====== Data supplied

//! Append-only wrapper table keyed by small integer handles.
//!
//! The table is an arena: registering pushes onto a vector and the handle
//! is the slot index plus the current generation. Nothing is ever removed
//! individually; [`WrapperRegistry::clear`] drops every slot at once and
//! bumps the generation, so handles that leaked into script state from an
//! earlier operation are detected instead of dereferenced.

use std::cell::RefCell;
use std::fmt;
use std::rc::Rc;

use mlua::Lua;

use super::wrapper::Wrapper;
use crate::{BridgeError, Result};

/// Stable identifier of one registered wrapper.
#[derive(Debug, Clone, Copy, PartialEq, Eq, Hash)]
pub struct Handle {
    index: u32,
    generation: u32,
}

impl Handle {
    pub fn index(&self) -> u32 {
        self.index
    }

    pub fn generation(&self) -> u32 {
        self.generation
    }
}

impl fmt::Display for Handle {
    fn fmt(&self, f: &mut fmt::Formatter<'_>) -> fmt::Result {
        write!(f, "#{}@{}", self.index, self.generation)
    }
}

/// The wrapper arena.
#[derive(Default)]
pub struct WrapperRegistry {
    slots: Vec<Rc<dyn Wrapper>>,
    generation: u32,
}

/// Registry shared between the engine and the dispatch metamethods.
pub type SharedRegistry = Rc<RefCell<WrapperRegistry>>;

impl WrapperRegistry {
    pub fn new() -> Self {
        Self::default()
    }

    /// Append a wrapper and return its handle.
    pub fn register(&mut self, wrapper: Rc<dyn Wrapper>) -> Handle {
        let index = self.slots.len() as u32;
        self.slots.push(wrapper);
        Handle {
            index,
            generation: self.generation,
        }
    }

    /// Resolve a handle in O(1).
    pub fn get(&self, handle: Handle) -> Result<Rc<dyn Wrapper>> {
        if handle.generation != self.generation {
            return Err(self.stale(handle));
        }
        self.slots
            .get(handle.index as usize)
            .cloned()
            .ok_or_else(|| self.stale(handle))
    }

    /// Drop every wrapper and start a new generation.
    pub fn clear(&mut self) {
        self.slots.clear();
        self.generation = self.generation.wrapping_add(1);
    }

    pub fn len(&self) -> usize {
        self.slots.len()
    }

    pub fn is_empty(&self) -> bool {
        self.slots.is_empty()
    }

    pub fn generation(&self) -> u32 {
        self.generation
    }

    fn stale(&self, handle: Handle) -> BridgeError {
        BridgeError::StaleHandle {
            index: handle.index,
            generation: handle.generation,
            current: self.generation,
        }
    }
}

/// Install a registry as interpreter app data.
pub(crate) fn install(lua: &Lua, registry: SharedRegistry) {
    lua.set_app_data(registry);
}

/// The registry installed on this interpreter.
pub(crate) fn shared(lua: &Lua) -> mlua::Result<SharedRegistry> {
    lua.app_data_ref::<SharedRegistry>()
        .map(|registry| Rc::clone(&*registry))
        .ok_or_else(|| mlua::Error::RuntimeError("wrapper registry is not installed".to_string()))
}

============
====== Data supplied

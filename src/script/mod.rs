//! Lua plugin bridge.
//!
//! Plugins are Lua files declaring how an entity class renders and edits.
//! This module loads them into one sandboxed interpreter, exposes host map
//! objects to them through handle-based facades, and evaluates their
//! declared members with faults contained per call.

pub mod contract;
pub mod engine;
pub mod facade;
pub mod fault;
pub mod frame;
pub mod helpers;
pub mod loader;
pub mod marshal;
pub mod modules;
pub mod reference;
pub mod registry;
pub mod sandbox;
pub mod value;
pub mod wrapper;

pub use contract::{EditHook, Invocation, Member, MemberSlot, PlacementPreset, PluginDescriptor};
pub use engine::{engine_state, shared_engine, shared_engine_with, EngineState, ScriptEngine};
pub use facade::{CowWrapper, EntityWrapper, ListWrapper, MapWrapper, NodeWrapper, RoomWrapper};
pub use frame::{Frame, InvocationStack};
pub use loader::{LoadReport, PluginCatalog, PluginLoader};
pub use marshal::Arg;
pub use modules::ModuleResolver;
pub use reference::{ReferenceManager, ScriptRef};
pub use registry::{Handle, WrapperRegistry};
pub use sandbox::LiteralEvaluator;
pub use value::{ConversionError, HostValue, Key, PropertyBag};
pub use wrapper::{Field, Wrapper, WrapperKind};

============
====== Data supplied

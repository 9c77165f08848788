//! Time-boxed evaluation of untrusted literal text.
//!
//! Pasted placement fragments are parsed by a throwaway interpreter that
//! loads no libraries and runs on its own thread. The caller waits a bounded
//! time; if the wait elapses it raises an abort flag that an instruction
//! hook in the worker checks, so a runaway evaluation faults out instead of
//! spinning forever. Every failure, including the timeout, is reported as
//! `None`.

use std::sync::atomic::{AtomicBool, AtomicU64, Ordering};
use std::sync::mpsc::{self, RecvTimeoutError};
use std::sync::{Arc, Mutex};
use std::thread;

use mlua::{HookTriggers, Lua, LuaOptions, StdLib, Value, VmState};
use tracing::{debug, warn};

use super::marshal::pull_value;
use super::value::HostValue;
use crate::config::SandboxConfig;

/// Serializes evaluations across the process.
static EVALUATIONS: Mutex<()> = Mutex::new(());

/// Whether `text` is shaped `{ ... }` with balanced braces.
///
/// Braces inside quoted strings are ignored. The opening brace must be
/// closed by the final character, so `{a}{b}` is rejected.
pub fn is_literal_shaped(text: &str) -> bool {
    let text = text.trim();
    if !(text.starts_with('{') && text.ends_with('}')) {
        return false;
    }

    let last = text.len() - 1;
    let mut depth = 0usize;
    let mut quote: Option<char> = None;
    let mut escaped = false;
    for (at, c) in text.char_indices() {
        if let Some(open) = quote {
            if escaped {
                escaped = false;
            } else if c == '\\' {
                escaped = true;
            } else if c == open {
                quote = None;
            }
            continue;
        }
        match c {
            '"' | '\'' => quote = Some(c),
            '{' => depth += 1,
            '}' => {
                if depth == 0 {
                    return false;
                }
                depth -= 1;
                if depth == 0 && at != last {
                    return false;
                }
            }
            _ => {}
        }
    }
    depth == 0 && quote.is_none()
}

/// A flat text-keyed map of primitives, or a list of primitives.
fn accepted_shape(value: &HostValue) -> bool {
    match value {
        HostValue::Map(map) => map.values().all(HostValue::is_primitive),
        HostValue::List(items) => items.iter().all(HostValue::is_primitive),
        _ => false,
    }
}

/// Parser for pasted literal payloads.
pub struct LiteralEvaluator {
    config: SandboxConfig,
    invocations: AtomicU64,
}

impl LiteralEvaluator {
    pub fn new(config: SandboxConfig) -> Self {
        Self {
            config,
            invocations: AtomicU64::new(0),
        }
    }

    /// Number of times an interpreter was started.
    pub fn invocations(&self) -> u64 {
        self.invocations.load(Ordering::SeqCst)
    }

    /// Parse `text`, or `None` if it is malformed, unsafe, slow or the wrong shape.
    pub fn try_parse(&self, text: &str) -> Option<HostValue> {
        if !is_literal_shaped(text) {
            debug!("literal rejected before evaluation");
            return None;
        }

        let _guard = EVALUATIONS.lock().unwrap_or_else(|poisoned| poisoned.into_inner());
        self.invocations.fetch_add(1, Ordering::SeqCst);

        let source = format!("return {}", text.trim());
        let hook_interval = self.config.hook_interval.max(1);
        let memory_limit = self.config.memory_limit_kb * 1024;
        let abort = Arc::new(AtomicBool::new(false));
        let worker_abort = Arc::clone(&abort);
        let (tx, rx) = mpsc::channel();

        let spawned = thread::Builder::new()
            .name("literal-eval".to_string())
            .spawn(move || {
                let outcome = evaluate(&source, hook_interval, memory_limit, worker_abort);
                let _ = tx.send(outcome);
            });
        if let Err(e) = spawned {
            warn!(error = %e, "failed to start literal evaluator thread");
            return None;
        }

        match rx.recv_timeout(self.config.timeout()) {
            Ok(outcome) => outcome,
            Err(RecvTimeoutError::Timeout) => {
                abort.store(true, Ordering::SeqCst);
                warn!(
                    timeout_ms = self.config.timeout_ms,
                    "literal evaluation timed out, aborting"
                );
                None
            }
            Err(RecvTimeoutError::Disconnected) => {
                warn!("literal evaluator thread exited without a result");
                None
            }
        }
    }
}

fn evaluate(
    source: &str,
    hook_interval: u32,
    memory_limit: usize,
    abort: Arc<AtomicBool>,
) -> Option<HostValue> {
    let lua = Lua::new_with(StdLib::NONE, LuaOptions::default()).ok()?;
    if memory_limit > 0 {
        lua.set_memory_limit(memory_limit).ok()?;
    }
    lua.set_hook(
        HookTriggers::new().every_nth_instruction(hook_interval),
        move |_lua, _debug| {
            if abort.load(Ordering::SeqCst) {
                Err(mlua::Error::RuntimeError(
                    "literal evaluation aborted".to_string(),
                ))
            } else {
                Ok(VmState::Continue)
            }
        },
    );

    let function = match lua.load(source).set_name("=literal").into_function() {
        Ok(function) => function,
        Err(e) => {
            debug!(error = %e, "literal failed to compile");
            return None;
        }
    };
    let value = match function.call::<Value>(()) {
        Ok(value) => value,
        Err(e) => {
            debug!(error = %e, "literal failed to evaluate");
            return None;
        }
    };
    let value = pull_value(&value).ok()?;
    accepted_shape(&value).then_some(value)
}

============

- [Task directions]
Within the listing above, give again exactly every line from the line with "pub fn new(config: SandboxConfig)" through the line with "let spawned = thread::Builder::new()", both included, and no other line.

- [Written answer]
    pub fn new(config: SandboxConfig) -> Self {
        Self {
            config,
            invocations: AtomicU64::new(0),
        }
    }

    /// Number of times an interpreter was started.
    pub fn invocations(&self) -> u64 {
        self.invocations.load(Ordering::SeqCst)
    }

    /// Parse `text`, or `None` if it is malformed, unsafe, slow or the wrong shape.
    pub fn try_parse(&self, text: &str) -> Option<HostValue> {
        if !is_literal_shaped(text) {
            debug!("literal rejected before evaluation");
            return None;
        }

        let _guard = EVALUATIONS.lock().unwrap_or_else(|poisoned| poisoned.into_inner());
        self.invocations.fetch_add(1, Ordering::SeqCst);

        let source = format!("return {}", text.trim());
        let hook_interval = self.config.hook_interval.max(1);
        let memory_limit = self.config.memory_limit_kb * 1024;
        let abort = Arc::new(AtomicBool::new(false));
        let worker_abort = Arc::clone(&abort);
        let (tx, rx) = mpsc::channel();

        let spawned = thread::Builder::new()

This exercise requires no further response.